Exercise details - Output everything in the listing exactly.

________________

use std::fmt;
use std::fs;
use std::path::Path;

use tracing::info;

use super::manifest::read_manifest;
use super::seo::SiteConfig;
use super::PublishError;
use crate::document::{Document, DocumentMetadata};
use crate::types::identifiers::Slug;

#[derive(Debug, Clone, Copy, PartialEq, Eq)]
pub enum ChangeFreq {
    Weekly,
    Monthly,
}

impl fmt::Display for ChangeFreq {
    fn fmt(&self, f: &mut fmt::Formatter<'_>) -> fmt::Result {
        match self {
            ChangeFreq::Weekly => f.write_str("weekly"),
            ChangeFreq::Monthly => f.write_str("monthly"),
        }
    }
}

#[derive(Debug, Clone, PartialEq, Eq)]
pub struct SitemapUrl {
    pub loc: String,
    pub lastmod: Option<String>,
    pub changefreq: ChangeFreq,
    pub priority: &'static str,
}

/// Every URL of the site: home, browse, each document, then each distinct
/// category and tag (first-occurrence order, URL-encoded).
pub fn sitemap_urls(site: &SiteConfig, entries: &[(Slug, DocumentMetadata)]) -> Vec<SitemapUrl> {
    let mut urls = vec![
        SitemapUrl {
            loc: site.absolute(""),
            lastmod: None,
            changefreq: ChangeFreq::Weekly,
            priority: "1.0",
        },
        SitemapUrl {
            loc: site.absolute("browse"),
            lastmod: None,
            changefreq: ChangeFreq::Weekly,
            priority: "0.9",
        },
    ];

    for (slug, metadata) in entries {
        let date = metadata.date.trim();
        urls.push(SitemapUrl {
            loc: site.document_url(slug.as_str()),
            lastmod: (!date.is_empty()).then(|| date.to_string()),
            changefreq: ChangeFreq::Monthly,
            priority: "0.8",
        });
    }

    let mut categories: Vec<&str> = Vec::new();
    let mut tags: Vec<&str> = Vec::new();
    for (_, metadata) in entries {
        if !categories.contains(&metadata.category.as_str()) {
            categories.push(&metadata.category);
        }
        for tag in &metadata.tags {
            if !tags.contains(&tag.as_str()) {
                tags.push(tag);
            }
        }
    }

    urls.extend(categories.into_iter().map(|category| SitemapUrl {
        loc: site.absolute(&format!("category/{}", urlencoding::encode(category))),
        lastmod: None,
        changefreq: ChangeFreq::Weekly,
        priority: "0.7",
    }));
    urls.extend(tags.into_iter().map(|tag| SitemapUrl {
        loc: site.absolute(&format!("tag/{}", urlencoding::encode(tag))),
        lastmod: None,
        changefreq: ChangeFreq::Weekly,
        priority: "0.6",
    }));

    urls
}

/// Pair each loaded document with its metadata, for [`sitemap_urls`].
pub fn entries_from_documents(documents: &[Document]) -> Vec<(Slug, DocumentMetadata)> {
    documents
        .iter()
        .map(|doc| (doc.slug.clone(), doc.metadata.clone()))
        .collect()
}

pub fn render_sitemap(urls: &[SitemapUrl]) -> String {
    let mut xml = String::from("<?xml version=\"1.0\" encoding=\"UTF-8\"?>\n");
    xml.push_str("<urlset xmlns=\"http://www.sitemaps.org/schemas/sitemap/0.9\">\n");

    for url in urls {
        xml.push_str("  <url>\n");
        xml.push_str(&format!("    <loc>{}</loc>\n", escape_xml(&url.loc)));
        if let Some(lastmod) = &url.lastmod {
            xml.push_str(&format!("    <lastmod>{}</lastmod>\n", escape_xml(lastmod)));
        }
        xml.push_str(&format!("    <changefreq>{}</changefreq>\n", url.changefreq));
        xml.push_str(&format!("    <priority>{}</priority>\n", url.priority));
        xml.push_str("  </url>\n");
    }

    xml.push_str("</urlset>\n");
    xml
}

/// Read the manifest and every `metadata.json` it names.
pub fn read_metadata_index(documents_dir: &Path) -> Result<Vec<(Slug, DocumentMetadata)>, PublishError> {
    read_manifest(documents_dir)?
        .into_iter()
        .map(|slug| -> Result<(Slug, DocumentMetadata), PublishError> {
            let path = documents_dir.join(slug.as_str()).join("metadata.json");
            let bytes = fs::read(&path).map_err(PublishError::io(&path))?;
            let metadata = serde_json::from_slice(&bytes).map_err(PublishError::json(&path))?;
            Ok((slug, metadata))
        })
        .collect()
}

/// Generate `sitemap.xml` for the library in `documents_dir`.
pub fn write_sitemap(documents_dir: &Path, site: &SiteConfig, out: &Path) -> Result<usize, PublishError> {
    let entries = read_metadata_index(documents_dir)?;
    let urls = sitemap_urls(site, &entries);

    if let Some(parent) = out.parent().filter(|p| !p.as_os_str().is_empty()) {
        fs::create_dir_all(parent).map_err(PublishError::io(parent))?;
    }
    fs::write(out, render_sitemap(&urls)).map_err(PublishError::io(out))?;

    info!(path = %out.display(), urls = urls.len(), "Sitemap generated");
    Ok(urls.len())
}

fn escape_xml(value: &str) -> String {
    let mut out = String::with_capacity(value.len());
    for c in value.chars() {
        match c {
            '&' => out.push_str("&amp;"),
            '<' => out.push_str("&lt;"),
            '>' => out.push_str("&gt;"),
            '"' => out.push_str("&quot;"),
            '\'' => out.push_str("&apos;"),
            c => out.push(c),
        }
    }
    out
}
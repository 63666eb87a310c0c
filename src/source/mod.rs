//! Where document assets come from.
//!
//! The catalog only ever reads relative paths such as
//! `documents/manifest.json` or `documents/{slug}/metadata.json`; an
//! [`AssetSource`] resolves them against a static HTTP server, a directory
//! on disk, or an in-memory map.

pub mod fs;
pub mod http;
pub mod memory;

use async_trait::async_trait;
use thiserror::Error;

pub use fs::FsAssetSource;
pub use http::HttpAssetSource;
pub use memory::MemoryAssetSource;

#[derive(Debug, Error)]
pub enum SourceError {
    #[error("Asset not found: {path}")]
    NotFound { path: String },
    #[error("Asset {path} returned HTTP {status}")]
    Status { path: String, status: u16 },
    #[error("Request for {path} failed: {source}")]
    Http {
        path: String,
        #[source]
        source: reqwest::Error,
    },
    #[error("Reading {path} failed: {source}")]
    Io {
        path: String,
        #[source]
        source: std::io::Error,
    },
    #[error("Invalid base URL: {0}")]
    InvalidBaseUrl(String),
}

/// Read-only access to the served site layout.
#[async_trait]
pub trait AssetSource: Send + Sync {
    /// Fetch the full body of the asset at `path`.
    async fn fetch(&self, path: &str) -> Result<Vec<u8>, SourceError>;

    /// Check whether an asset exists without downloading it.
    async fn exists(&self, path: &str) -> Result<bool, SourceError>;

    /// Human-readable location, used in log output.
    fn describe(&self) -> String;
}
//! Read-only queries over a loaded [`CatalogState`](crate::catalog::CatalogState).
//!
//! Every query is a pure, synchronous linear scan of the snapshot and
//! preserves collection order unless it says otherwise. Nothing here fails:
//! a query that finds nothing returns `None` or an empty list.

pub mod facets;
pub mod filters;
pub mod lookup;
pub mod ordering;

pub use facets::{CategoryGroup, FacetOrder};
pub use filters::DocumentFilter;
pub use lookup::MAX_RELATED;
pub use ordering::by_date_desc;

________________

Worked solution -
use std::fmt;
use std::fs;
use std::path::Path;

use tracing::info;

use super::manifest::read_manifest;
use super::seo::SiteConfig;
use super::PublishError;
use crate::document::{Document, DocumentMetadata};
use crate::types::identifiers::Slug;

#[derive(Debug, Clone, Copy, PartialEq, Eq)]
pub enum ChangeFreq {
    Weekly,
    Monthly,
}

impl fmt::Display for ChangeFreq {
    fn fmt(&self, f: &mut fmt::Formatter<'_>) -> fmt::Result {
        match self {
            ChangeFreq::Weekly => f.write_str("weekly"),
            ChangeFreq::Monthly => f.write_str("monthly"),
        }
    }
}

#[derive(Debug, Clone, PartialEq, Eq)]
pub struct SitemapUrl {
    pub loc: String,
    pub lastmod: Option<String>,
    pub changefreq: ChangeFreq,
    pub priority: &'static str,
}

/// Every URL of the site: home, browse, each document, then each distinct
/// category and tag (first-occurrence order, URL-encoded).
pub fn sitemap_urls(site: &SiteConfig, entries: &[(Slug, DocumentMetadata)]) -> Vec<SitemapUrl> {
    let mut urls = vec![
        SitemapUrl {
            loc: site.absolute(""),
            lastmod: None,
            changefreq: ChangeFreq::Weekly,
            priority: "1.0",
        },
        SitemapUrl {
            loc: site.absolute("browse"),
            lastmod: None,
            changefreq: ChangeFreq::Weekly,
            priority: "0.9",
        },
    ];

    for (slug, metadata) in entries {
        let date = metadata.date.trim();
        urls.push(SitemapUrl {
            loc: site.document_url(slug.as_str()),
            lastmod: (!date.is_empty()).then(|| date.to_string()),
            changefreq: ChangeFreq::Monthly,
            priority: "0.8",
        });
    }

    let mut categories: Vec<&str> = Vec::new();
    let mut tags: Vec<&str> = Vec::new();
    for (_, metadata) in entries {
        if !categories.contains(&metadata.category.as_str()) {
            categories.push(&metadata.category);
        }
        for tag in &metadata.tags {
            if !tags.contains(&tag.as_str()) {
                tags.push(tag);
            }
        }
    }

    urls.extend(categories.into_iter().map(|category| SitemapUrl {
        loc: site.absolute(&format!("category/{}", urlencoding::encode(category))),
        lastmod: None,
        changefreq: ChangeFreq::Weekly,
        priority: "0.7",
    }));
    urls.extend(tags.into_iter().map(|tag| SitemapUrl {
        loc: site.absolute(&format!("tag/{}", urlencoding::encode(tag))),
        lastmod: None,
        changefreq: ChangeFreq::Weekly,
        priority: "0.6",
    }));

    urls
}

/// Pair each loaded document with its metadata, for [`sitemap_urls`].
pub fn entries_from_documents(documents: &[Document]) -> Vec<(Slug, DocumentMetadata)> {
    documents
        .iter()
        .map(|doc| (doc.slug.clone(), doc.metadata.clone()))
        .collect()
}

pub fn render_sitemap(urls: &[SitemapUrl]) -> String {
    let mut xml = String::from("<?xml version=\"1.0\" encoding=\"UTF-8\"?>\n");
    xml.push_str("<urlset xmlns=\"http://www.sitemaps.org/schemas/sitemap/0.9\">\n");

    for url in urls {
        xml.push_str("  <url>\n");
        xml.push_str(&format!("    <loc>{}</loc>\n", escape_xml(&url.loc)));
        if let Some(lastmod) = &url.lastmod {
            xml.push_str(&format!("    <lastmod>{}</lastmod>\n", escape_xml(lastmod)));
        }
        xml.push_str(&format!("    <changefreq>{}</changefreq>\n", url.changefreq));
        xml.push_str(&format!("    <priority>{}</priority>\n", url.priority));
        xml.push_str("  </url>\n");
    }

    xml.push_str("</urlset>\n");
    xml
}

/// Read the manifest and every `metadata.json` it names.
pub fn read_metadata_index(documents_dir: &Path) -> Result<Vec<(Slug, DocumentMetadata)>, PublishError> {
    read_manifest(documents_dir)?
        .into_iter()
        .map(|slug| -> Result<(Slug, DocumentMetadata), PublishError> {
            let path = documents_dir.join(slug.as_str()).join("metadata.json");
            let bytes = fs::read(&path).map_err(PublishError::io(&path))?;
            let metadata = serde_json::from_slice(&bytes).map_err(PublishError::json(&path))?;
            Ok((slug, metadata))
        })
        .collect()
}

/// Generate `sitemap.xml` for the library in `documents_dir`.
pub fn write_sitemap(documents_dir: &Path, site: &SiteConfig, out: &Path) -> Result<usize, PublishError> {
    let entries = read_metadata_index(documents_dir)?;
    let urls = sitemap_urls(site, &entries);

    if let Some(parent) = out.parent().filter(|p| !p.as_os_str().is_empty()) {
        fs::create_dir_all(parent).map_err(PublishError::io(parent))?;
    }
    fs::write(out, render_sitemap(&urls)).map_err(PublishError::io(out))?;

    info!(path = %out.display(), urls = urls.len(), "Sitemap generated");
    Ok(urls.len())
}

fn escape_xml(value: &str) -> String {
    let mut out = String::with_capacity(value.len());
    for c in value.chars() {
        match c {
            '&' => out.push_str("&amp;"),
            '<' => out.push_str("&lt;"),
            '>' => out.push_str("&gt;"),
            '"' => out.push_str("&quot;"),
            '\'' => out.push_str("&apos;"),
            c => out.push(c),
        }
    }
    out
}
repository 63666eb87a310c0c
filename src/source/mod.rs
//! Where document assets come from.
//!
//! The catalog only ever reads relative paths such as
//! `documents/manifest.json` or `documents/{slug}/metadata.json`; an
//! [`AssetSource`] resolves them against a static HTTP server, a directory
//! on disk, or an in-memory map.

pub mod fs;
pub mod http;
pub mod memory;

use async_trait::async_trait;
use thiserror::Error;

pub use fs::FsAssetSource;
pub use http::HttpAssetSource;
pub use memory::MemoryAssetSource;

#[derive(Debug, Error)]
pub enum SourceError {
    #[error("Asset not found: {path}")]
    NotFound { path: String },
    #[error("Asset {path} returned HTTP {status}")]
    Status { path: String, status: u16 },
    #[error("Request for {path} failed: {source}")]
    Http {
        path: String,
        #[source]
        source: reqwest::Error,
    },
    #[error("Reading {path} failed: {source}")]
    Io {
        path: String,
        #[source]
        source: std::io::Error,
    },
    #[error("Invalid base URL: {0}")]
    InvalidBaseUrl(String),
}

/// Read-only access to the served site layout.
#[async_trait]
pub trait AssetSource: Send + Sync {
    /// Fetch the full body of the asset at `path`.
    async fn fetch(&self, path: &str) -> Result<Vec<u8>, SourceError>;

    /// Check whether an asset exists without downloading it.
    async fn exists(&self, path: &str) -> Result<bool, SourceError>;

    /// Human-readable location, used in log output.
    fn describe(&self) -> String;
}
//! Read-only queries over a loaded [`CatalogState`](crate::catalog::CatalogState).
//!
//! Every query is a pure, synchronous linear scan of the snapshot and
//! preserves collection order unless it says otherwise. Nothing here fails:
//! a query that finds nothing returns `None` or an empty list.

pub mod facets;
pub mod filters;
pub mod lookup;
pub mod ordering;

pub use facets::{CategoryGroup, FacetOrder};
pub use filters::DocumentFilter;
pub use lookup::MAX_RELATED;
pub use ordering::by_date_desc;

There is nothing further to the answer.